In the entries below, find each line with the string "VisibleCallback" and copy it.

### The data
________________________________________

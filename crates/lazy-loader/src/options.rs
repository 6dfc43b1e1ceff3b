//! Loader configuration and the built-in load action

use crate::{ElementHost, DEFERRED_SRC_ATTR, MARKER_CLASS, SRC_ATTR};
use lazy_dom::{IntersectionObserverInit, NodeId};
use std::fmt;
use std::rc::Rc;

/// Action run when an element becomes visible
pub type VisibleCallback = Rc<dyn Fn(&mut dyn ElementHost, NodeId)>;

/// Loader options
///
/// Start from `LoaderOptions::default()` and override single fields with
/// the `with_*` builders; untouched fields keep their defaults.
#[derive(Clone)]
pub struct LoaderOptions {
    /// Element whose box is the visibility root (None = viewport)
    pub root: Option<NodeId>,
    /// CSS margin applied to the root before testing overlap
    pub root_margin: String,
    /// Visibility ratio at which the observer reports
    pub threshold: f64,
    /// Run once per element on first positive intersection
    pub on_visible: VisibleCallback,
}

impl LoaderOptions {
    pub fn with_root(mut self, root: NodeId) -> Self {
        self.root = Some(root);
        self
    }

    pub fn with_root_margin(mut self, root_margin: impl Into<String>) -> Self {
        self.root_margin = root_margin.into();
        self
    }

    pub fn with_threshold(mut self, threshold: f64) -> Self {
        self.threshold = threshold;
        self
    }

    pub fn with_callback<F>(mut self, callback: F) -> Self
    where
        F: Fn(&mut dyn ElementHost, NodeId) + 'static,
    {
        self.on_visible = Rc::new(callback);
        self
    }

    /// Options handed to the host's intersection primitive
    pub fn intersection_init(&self) -> IntersectionObserverInit {
        IntersectionObserverInit {
            root: self.root,
            root_margin: self.root_margin.clone(),
            threshold: vec![self.threshold],
        }
    }
}

impl Default for LoaderOptions {
    fn default() -> Self {
        Self {
            root: None,
            root_margin: "400px 0px".to_string(),
            threshold: 0.0,
            on_visible: Rc::new(load_deferred_source),
        }
    }
}

impl fmt::Debug for LoaderOptions {
    fn fmt(&self, f: &mut fmt::Formatter<'_>) -> fmt::Result {
        f.debug_struct("LoaderOptions")
            .field("root", &self.root)
            .field("root_margin", &self.root_margin)
            .field("threshold", &self.threshold)
            .finish_non_exhaustive()
    }
}

/// Built-in load action: copy `data-src` into `src` and drop the marker.
///
/// Unknown ids and non-element nodes are ignored. An element without
/// `data-src` still gets an empty `src` and loses its marker, so it is not
/// considered pending afterwards.
pub fn load_deferred_source(host: &mut dyn ElementHost, element: NodeId) {
    if !host.is_element(element) {
        tracing::trace!("Load action skipped, {:?} is not an element", element);
        return;
    }

    let source = host.get_attribute(element, DEFERRED_SRC_ATTR);
    if source.is_none() {
        tracing::warn!("{:?} has no {} attribute, writing an empty {}", element, DEFERRED_SRC_ATTR, SRC_ATTR);
    }

    host.set_attribute(element, SRC_ATTR, source.as_deref().unwrap_or(""));
    host.remove_class(element, MARKER_CLASS);
    tracing::debug!("Loaded {:?} from {:?}", element, source);
}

________________________________________

### Output for this task
pub type VisibleCallback = Rc<dyn Fn(&mut dyn ElementHost, NodeId)>;
    pub on_visible: VisibleCallback,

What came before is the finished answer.